The fluid in a hydraulic cylinder will find any cracks in the cylinder and seep out. Similarly, our opponents argued, money will find any cracks in the system, and clever lawyers, accountants, and political consultants will find ways around the law. They were right. Jack Abramoff, and possibly Tom DeLay, did just that. But what this really means is that . . .

The entire campaign finance regime is a dog chasing its own tail. The faster it runs, the faster the tail gets away. The deeper the cracks. The bigger the scandals. And the greater will be the abridgements imposed on “We the People” in a vain attempt to repeal reality.

There really is only one way to slow down the tail — dare I say to catch it. Downsize DC — reduce the size, the scope, the power, the clumsiness, the intrusiveness, the wastefulness, the debt, and the expense of Big Government.

And turn back to the Constitution. Instead of restricting the First Amendment rights of the American people, honor their Ninth and Tenth Amendment rights. Interpret the people’s rights broadly, return powers to the various states, or better yet, to the American people.

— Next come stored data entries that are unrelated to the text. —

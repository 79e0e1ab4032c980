// Pending-transaction snapshot using sled

use crate::core::{Serializable, Transaction};
use crate::storage::StorageError;
use sled::Db;
use std::path::Path;

/// Persisted copy of the transaction pool, keyed by transaction hash
pub struct PoolDB {
    db: Db,
}

impl PoolDB {
    pub fn new<P: AsRef<Path>>(path: P) -> Result<Self, StorageError> {
        let db = sled::open(path)?;
        Ok(Self { db })
    }

    /// Create an in-memory pool database (for testing)
    pub fn memory() -> Result<Self, StorageError> {
        let db = sled::Config::new().temporary(true).open()?;
        Ok(Self { db })
    }

    /// Replace the stored pool with `transactions`
    pub fn replace_all(&self, transactions: &[Transaction]) -> Result<(), StorageError> {
        let mut batch = sled::Batch::default();
        for key in self.db.iter().keys() {
            batch.remove(key?);
        }
        for tx in transactions {
            batch.insert(tx.hash().as_bytes().as_slice(), tx.serialize());
        }
        self.db.apply_batch(batch)?;
        Ok(())
    }

    /// Load every stored transaction
    pub fn load_all(&self) -> Result<Vec<Transaction>, StorageError> {
        let mut transactions = Vec::new();
        for entry in self.db.iter() {
            let (key, value) = entry?;
            let tx = Transaction::deserialize(&value)?;
            if tx.hash().as_bytes().as_slice() != &key[..] {
                return Err(StorageError::Corrupt(
                    "pool entry does not match its key".to_string(),
                ));
            }
            transactions.push(tx);
        }
        Ok(transactions)
    }

    pub fn len(&self) -> usize {
        self.db.len()
    }

    pub fn is_empty(&self) -> bool {
        self.db.is_empty()
    }

    pub fn flush(&self) -> Result<(), StorageError> {
        self.db.flush()?;
        Ok(())
    }
}

#[cfg(test)]
mod tests {
    use super::*;
    use crate::core::MinerKey;

    fn tx(n: u64) -> Transaction {
        Transaction::new(MinerKey::new(vec![2; 33]), MinerKey::new(vec![3; 33]), n, n)
    }

    #[test]
    fn test_replace_and_load() {
        let db = PoolDB::memory().unwrap();
        assert!(db.is_empty());

        db.replace_all(&[tx(1), tx(2)]).unwrap();
        assert_eq!(db.len(), 2);

        // Replacing drops entries that are no longer pending
        db.replace_all(&[tx(2), tx(3)]).unwrap();
        let mut loaded = db.load_all().unwrap();
        loaded.sort_by_key(|t| t.amount);
        assert_eq!(loaded, vec![tx(2), tx(3)]);
    }

    #[test]
    fn test_mismatched_key_is_corrupt() {
        let db = PoolDB::memory().unwrap();
        db.db.insert([0u8; 32], tx(1).serialize()).unwrap();
        assert!(matches!(db.load_all(), Err(StorageError::Corrupt(_))));
    }
}
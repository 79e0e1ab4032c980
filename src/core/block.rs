// Block data structure

use crate::core::{
    CodecError, Hash256, MinerKey, Serializable, Signature, Transaction, duration_to_nanos, sha256,
};
use super::serialize::{
    read_array32, read_bytes_list, read_u64, read_var_bytes, read_varint, write_bytes_list,
    write_var_bytes, write_varint,
};
use super::transaction::MAX_KEY_BYTES;
use std::io::{Cursor, Write};
use std::time::Duration;

/// Bound on decoded list lengths (transactions, verifiers)
const MAX_LIST_LEN: usize = 100_000;

/// Block - a candidate or finalized unit of the chain
#[derive(Debug, Clone, PartialEq, Eq)]
pub struct Block {
    /// Public key of the block producer
    pub miner: MinerKey,
    pub transactions: Vec<Transaction>,
    /// Varied during the proof-of-work search
    pub nonce: u64,
    pub difficulty: u64,
    /// Creation time, unix nanoseconds
    pub timestamp: u64,
    pub previous_block_hash: Hash256,
    /// Wall-clock duration of the successful search
    pub mining_time: Duration,
    /// Quorum gathered before the search, bound to the candidate contents
    pub pre_mining_time_verifiers: Vec<MinerKey>,
    pub pre_mining_time_verifier_signatures: Vec<Signature>,
    /// Quorum gathered after the search, bound to the final contents
    pub time_verifiers: Vec<MinerKey>,
    pub time_verifier_signatures: Vec<Signature>,
}

impl Block {
    /// Create an unmined candidate block with no attestations
    pub fn candidate(
        miner: MinerKey,
        transactions: Vec<Transaction>,
        difficulty: u64,
        timestamp: u64,
        previous_block_hash: Hash256,
    ) -> Self {
        Self {
            miner,
            transactions,
            nonce: 0,
            difficulty,
            timestamp,
            previous_block_hash,
            mining_time: Duration::ZERO,
            pre_mining_time_verifiers: Vec::new(),
            pre_mining_time_verifier_signatures: Vec::new(),
            time_verifiers: Vec::new(),
            time_verifier_signatures: Vec::new(),
        }
    }

    /// The fixed, zero-valued first block
    pub fn genesis() -> Self {
        Self::candidate(MinerKey::zero(), Vec::new(), 0, 0, Hash256::zero())
    }

    /// Content hash over the canonical encoding of every field.
    /// Links the next block to this one.
    pub fn hash(&self) -> Hash256 {
        sha256(&self.serialize())
    }

    /// Hash searched by proof-of-work: every field fixed before the search
    /// ends, i.e. all but `mining_time` and the post-search verifier sets,
    /// which are encoded as zero / empty.
    pub fn pow_hash(&self) -> Hash256 {
        let mut buf = Vec::new();
        let _ = self.write_to(&mut buf, Sections::Sealed);
        sha256(&buf)
    }

    /// Bytes a time verifier signs: the canonical encoding with the
    /// post-search verifier sets left empty. Pre-search attestations are
    /// requested before any verifier set is filled, so the same payload
    /// binds both rounds to the snapshot they were asked about.
    pub fn time_verification_payload(&self) -> Vec<u8> {
        let mut buf = Vec::new();
        let _ = self.write_to(&mut buf, Sections::Attested);
        buf
    }

    /// Check if this is the genesis block
    pub fn is_genesis(&self) -> bool {
        self.previous_block_hash.is_zero() && self.miner.is_zero() && self.difficulty == 0
    }

    fn write_to<W: Write>(&self, buf: &mut W, sections: Sections) -> std::io::Result<()> {
        write_var_bytes(buf, self.miner.as_bytes())?;
        write_varint(buf, self.transactions.len() as u64)?;
        for tx in &self.transactions {
            tx.write_to(buf)?;
        }
        buf.write_all(&self.nonce.to_le_bytes())?;
        buf.write_all(&self.difficulty.to_le_bytes())?;
        buf.write_all(&self.timestamp.to_le_bytes())?;
        buf.write_all(self.previous_block_hash.as_bytes())?;
        let mining_time = match sections {
            Sections::Sealed => 0,
            _ => duration_to_nanos(self.mining_time),
        };
        buf.write_all(&mining_time.to_le_bytes())?;
        write_bytes_list(buf, &keys_as_bytes(&self.pre_mining_time_verifiers))?;
        write_bytes_list(buf, &sigs_as_bytes(&self.pre_mining_time_verifier_signatures))?;
        if sections == Sections::Full {
            write_bytes_list(buf, &keys_as_bytes(&self.time_verifiers))?;
            write_bytes_list(buf, &sigs_as_bytes(&self.time_verifier_signatures))?;
        } else {
            write_varint(buf, 0)?;
            write_varint(buf, 0)?;
        }
        Ok(())
    }
}

/// Which parts of a block an encoding covers
#[derive(Debug, Clone, Copy, PartialEq, Eq)]
enum Sections {
    Full,
    /// Everything but the post-search verifier sets
    Attested,
    /// Everything but `mining_time` and the post-search verifier sets
    Sealed,
}

fn keys_as_bytes(keys: &[MinerKey]) -> Vec<&[u8]> {
    keys.iter().map(|k| k.as_bytes()).collect()
}

fn sigs_as_bytes(sigs: &[Signature]) -> Vec<&[u8]> {
    sigs.iter().map(|s| s.as_bytes()).collect()
}

impl Serializable for Block {
    fn serialize(&self) -> Vec<u8> {
        let mut buf = Vec::new();
        // Writing into a Vec cannot fail
        let _ = self.write_to(&mut buf, Sections::Full);
        buf
    }

    fn deserialize(data: &[u8]) -> Result<Self, CodecError> {
        let mut cursor = Cursor::new(data);

        let miner = MinerKey::new(read_var_bytes(&mut cursor, MAX_KEY_BYTES)?);

        let tx_count = read_varint(&mut cursor)?;
        if tx_count > MAX_LIST_LEN as u64 {
            return Err(CodecError::LengthOverflow(tx_count));
        }
        let mut transactions = Vec::with_capacity(tx_count as usize);
        for _ in 0..tx_count {
            transactions.push(Transaction::read_from(&mut cursor)?);
        }

        let nonce = read_u64(&mut cursor)?;
        let difficulty = read_u64(&mut cursor)?;
        let timestamp = read_u64(&mut cursor)?;
        let previous_block_hash = Hash256::new(read_array32(&mut cursor)?);
        let mining_time = Duration::from_nanos(read_u64(&mut cursor)?);

        let read_keys = |cursor: &mut Cursor<&[u8]>| -> Result<Vec<MinerKey>, CodecError> {
            Ok(read_bytes_list(cursor, MAX_LIST_LEN, MAX_KEY_BYTES)?
                .into_iter()
                .map(MinerKey::new)
                .collect())
        };
        let read_sigs = |cursor: &mut Cursor<&[u8]>| -> Result<Vec<Signature>, CodecError> {
            Ok(read_bytes_list(cursor, MAX_LIST_LEN, MAX_KEY_BYTES)?
                .into_iter()
                .map(Signature)
                .collect())
        };

        let pre_mining_time_verifiers = read_keys(&mut cursor)?;
        let pre_mining_time_verifier_signatures = read_sigs(&mut cursor)?;
        let time_verifiers = read_keys(&mut cursor)?;
        let time_verifier_signatures = read_sigs(&mut cursor)?;

        let rest = data.len() - cursor.position() as usize;
        if rest != 0 {
            return Err(CodecError::TrailingBytes(rest));
        }

        Ok(Self {
            miner,
            transactions,
            nonce,
            difficulty,
            timestamp,
            previous_block_hash,
            mining_time,
            pre_mining_time_verifiers,
            pre_mining_time_verifier_signatures,
            time_verifiers,
            time_verifier_signatures,
        })
    }
}

#[cfg(test)]
mod tests {
    use super::*;

    fn sample_block() -> Block {
        let tx = Transaction::new(MinerKey::new(vec![2; 33]), MinerKey::new(vec![3; 33]), 5, 9);
        let mut block = Block::candidate(
            MinerKey::new(vec![4; 33]),
            vec![tx],
            50_000,
            1_700_000_000_000_000_000,
            Hash256::new([7; 32]),
        );
        block.pre_mining_time_verifiers = vec![MinerKey::new(vec![5; 33])];
        block.pre_mining_time_verifier_signatures = vec![Signature(vec![6; 64])];
        block
    }

    #[test]
    fn test_block_encoding() {
        let mut block = sample_block();
        block.time_verifiers = vec![MinerKey::new(vec![8; 33])];
        block.time_verifier_signatures = vec![Signature(vec![9; 64])];
        block.mining_time = Duration::from_millis(1500);

        let decoded = Block::deserialize(&block.serialize()).unwrap();
        assert_eq!(block, decoded);
    }

    #[test]
    fn test_hash_covers_every_field() {
        let block = sample_block();
        let base = block.hash();

        let mut changed = block.clone();
        changed.nonce += 1;
        assert_ne!(changed.hash(), base);

        let mut changed = block.clone();
        changed.timestamp += 1;
        assert_ne!(changed.hash(), base);

        let mut changed = block.clone();
        changed.time_verifiers.push(MinerKey::new(vec![1; 33]));
        assert_ne!(changed.hash(), base);

        let mut changed = block.clone();
        changed.pre_mining_time_verifier_signatures.clear();
        assert_ne!(changed.hash(), base);

        assert_eq!(block.hash(), base);
    }

    #[test]
    fn test_time_verification_payload_ignores_post_search_sets() {
        let block = sample_block();
        let mut attested = block.clone();
        attested.time_verifiers = vec![MinerKey::new(vec![8; 33])];
        attested.time_verifier_signatures = vec![Signature(vec![9; 64])];

        assert_eq!(
            block.time_verification_payload(),
            attested.time_verification_payload()
        );
        assert_eq!(block.time_verification_payload(), block.serialize());
    }

    #[test]
    fn test_pow_hash_ignores_post_search_fields() {
        let block = sample_block();
        let mut finished = block.clone();
        finished.mining_time = Duration::from_secs(42);
        finished.time_verifiers = vec![MinerKey::new(vec![8; 33])];
        finished.time_verifier_signatures = vec![Signature(vec![9; 64])];

        assert_eq!(block.pow_hash(), finished.pow_hash());
        assert_ne!(block.hash(), finished.hash());

        let mut renonced = block.clone();
        renonced.nonce += 1;
        assert_ne!(block.pow_hash(), renonced.pow_hash());
    }

    #[test]
    fn test_genesis_block() {
        let genesis = Block::genesis();
        assert!(genesis.is_genesis());
        assert!(genesis.transactions.is_empty());
        assert_eq!(genesis.difficulty, 0);
        assert_eq!(genesis.timestamp, 0);
        assert_eq!(genesis.hash(), Block::genesis().hash());
    }

    #[test]
    fn test_truncated_block_rejected() {
        let bytes = sample_block().serialize();
        assert!(Block::deserialize(&bytes[..bytes.len() - 3]).is_err());
    }
}
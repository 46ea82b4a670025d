use std::time::Duration;

use lazy_static::lazy_static;
use regex::Regex;
use reqwest::blocking::Client;
use reqwest::header;
use reqwest::StatusCode;
use serde::Deserialize;
use serde_json::json;
use thiserror::Error;

use crate::error::Result;

const WATCH_URL: &str = "https://www.youtube.com/watch?v=";
const PLAYER_URL: &str = "https://www.youtube.com/youtubei/v1/player";
const USER_AGENT: &str = "Mozilla/5.0 (Windows NT 10.0; Win64; x64) AppleWebKit/537.36 \
    (KHTML, like Gecko) Chrome/124.0.0.0 Safari/537.36";

lazy_static! {
  static ref API_KEY_REGEX: Regex =
    Regex::new(r#""INNERTUBE_API_KEY":\s*"([a-zA-Z0-9_-]+)""#).unwrap();
}

/// One transcript variant offered for a video.
#[derive(Debug, Clone, PartialEq, Eq)]
pub struct TranscriptDescriptor {
  pub language_code: String,
  pub is_generated: bool,
}

#[derive(Debug, Clone, PartialEq, Eq, Error)]
pub enum LookupError {
  #[error("Could not retrieve a transcript for the video {0}! Subtitles are disabled for this video")]
  TranscriptsDisabled(String),

  #[error("Could not retrieve a transcript for the video {0}! The video is no longer available")]
  VideoUnavailable(String),

  #[error("{0}")]
  Failed(String),
}

/// Lists the transcripts available for a video without fetching them.
pub trait TranscriptLister {
  fn list(&self, video_id: &str) -> std::result::Result<Vec<TranscriptDescriptor>, LookupError>;
}

/// Talks to the same innertube endpoints the YouTube web player uses.
pub struct YoutubeClient {
  client: Client,
}

#[derive(Deserialize)]
struct PlayerResponse {
  #[serde(rename = "playabilityStatus")]
  playability_status: Option<PlayabilityStatus>,
  captions: Option<Captions>,
}

#[derive(Deserialize)]
struct PlayabilityStatus {
  status: Option<String>,
  reason: Option<String>,
}

#[derive(Deserialize)]
struct Captions {
  #[serde(rename = "playerCaptionsTracklistRenderer")]
  tracklist: Option<Tracklist>,
}

#[derive(Deserialize)]
struct Tracklist {
  #[serde(rename = "captionTracks")]
  caption_tracks: Option<Vec<CaptionTrack>>,
}

#[derive(Deserialize)]
struct CaptionTrack {
  #[serde(rename = "languageCode")]
  language_code: String,
  kind: Option<String>,
}

impl YoutubeClient {
  pub fn new() -> Result<Self> {
    let client = reqwest::blocking::Client::builder()
      .user_agent(USER_AGENT)
      .timeout(Duration::from_secs(30))
      .build()?;
    Ok(YoutubeClient { client })
  }

  fn fetch_api_key(&self, video_id: &str) -> std::result::Result<String, LookupError> {
    let url = format!("{}{}", WATCH_URL, video_id);
    let resp = self
      .client
      .get(&url)
      .header(header::ACCEPT_LANGUAGE, "en-US")
      .header(header::COOKIE, "CONSENT=YES+cb")
      .send()
      .map_err(|e| LookupError::Failed(e.to_string()))?;
    check_status(resp.status(), WATCH_URL, video_id)?;
    let html = resp
      .text()
      .map_err(|e| LookupError::Failed(e.to_string()))?;
    extract_api_key(&html, video_id)
  }

  fn fetch_player(
    &self,
    video_id: &str,
    api_key: &str,
  ) -> std::result::Result<PlayerResponse, LookupError> {
    let url = format!("{}?key={}", PLAYER_URL, api_key);
    let body = json!({
      "context": { "client": { "clientName": "ANDROID", "clientVersion": "20.10.38" } },
      "videoId": video_id,
    });
    let resp = self
      .client
      .post(&url)
      .header(header::ACCEPT_LANGUAGE, "en-US")
      .json(&body)
      .send()
      .map_err(|e| LookupError::Failed(e.to_string()))?;
    check_status(resp.status(), PLAYER_URL, video_id)?;
    resp
      .json::<PlayerResponse>()
      .map_err(|e| LookupError::Failed(format!("malformed player response: {}", e)))
  }
}

impl TranscriptLister for YoutubeClient {
  fn list(&self, video_id: &str) -> std::result::Result<Vec<TranscriptDescriptor>, LookupError> {
    let api_key = self.fetch_api_key(video_id)?;
    let player = self.fetch_player(video_id, &api_key)?;
    descriptors_from_player(video_id, player)
  }
}

fn could_not_retrieve(video_id: &str, cause: &str) -> LookupError {
  LookupError::Failed(format!(
    "Could not retrieve a transcript for the video {}{}! {}",
    WATCH_URL, video_id, cause
  ))
}

fn check_status(
  status: StatusCode,
  url: &str,
  video_id: &str,
) -> std::result::Result<(), LookupError> {
  if status == StatusCode::TOO_MANY_REQUESTS {
    Err(LookupError::Failed(format!(
      "429 Too Many Requests for url {}",
      url
    )))
  } else if !status.is_success() {
    Err(could_not_retrieve(
      video_id,
      &format!("Request to YouTube failed: HTTP {} for url {}", status, url),
    ))
  } else {
    Ok(())
  }
}

fn extract_api_key(html: &str, video_id: &str) -> std::result::Result<String, LookupError> {
  if let Some(cap) = API_KEY_REGEX.captures(html) {
    return Ok(cap[1].to_owned());
  }
  if html.contains("class=\"g-recaptcha\"") {
    Err(could_not_retrieve(
      video_id,
      "YouTube is blocking requests from your IP",
    ))
  } else {
    Err(could_not_retrieve(video_id, "The watch page could not be parsed"))
  }
}

fn descriptors_from_player(
  video_id: &str,
  player: PlayerResponse,
) -> std::result::Result<Vec<TranscriptDescriptor>, LookupError> {
  if let Some(playability) = player.playability_status {
    let status = playability.status.unwrap_or_default();
    let reason = playability.reason.unwrap_or_default();
    if status != "OK" && !status.is_empty() {
      if status == "ERROR" && reason == "This video is unavailable" {
        return Err(LookupError::VideoUnavailable(video_id.to_owned()));
      }
      if status == "LOGIN_REQUIRED" && reason.starts_with("Sign in to confirm you") {
        return Err(could_not_retrieve(
          video_id,
          "YouTube is blocking requests from your IP",
        ));
      }
      return Err(could_not_retrieve(
        video_id,
        &format!("The video is unplayable ({}: {})", status, reason),
      ));
    }
  }

  let tracks = player
    .captions
    .and_then(|c| c.tracklist)
    .and_then(|t| t.caption_tracks)
    .ok_or_else(|| LookupError::TranscriptsDisabled(video_id.to_owned()))?;

  Ok(
    tracks
      .into_iter()
      .map(|track| TranscriptDescriptor {
        is_generated: track.kind.as_deref() == Some("asr"),
        language_code: track.language_code,
      })
      .collect(),
  )
}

That solution would be good government. It would be less corruptible government. It would both abide by the law of the land and honor Americans’ rights.

We invite all groups to unite under the principles set forth under the First, the Ninth, and the Tenth Amendments and to adopt Madison’s Remedy.


So please, take AGGRESSIVE ACTION now. Here’s what you can do. Go HERE

1) Log-in to send a message using our system.
2) Read the message to send to Congress and put it in your own simple words, so that you can . . .
3) Call both of your Senators. The phone numbers you need are at the site once you’re logged-in.
4) Leave a message with both of your Senators.
5) Please ask, before you finish the call, where your Senator stands on the Bennett Amendment 20 to S. 1.
6) Then, since you’re already at the website, go ahead and send a message using our system.
7) When you’re done, please send a message to and tell my team what these offices said. I will share your information with other members of our coalition and provide a report tomorrow.

A vote could occur this afternoon or tomorrow, so please act quickly. The members of the two boards of Downsize DC and our staff have already made these calls too.

And there is one more big step you can take to improve the odds of success. We hope you appreciate the plain-spoken words of today’s message. If so, forward it to everyone else you know whom you think cares about the rule of law and the rights of the people.

Thank you for being a DC Downsizer,

Jim Babka
President, Inc.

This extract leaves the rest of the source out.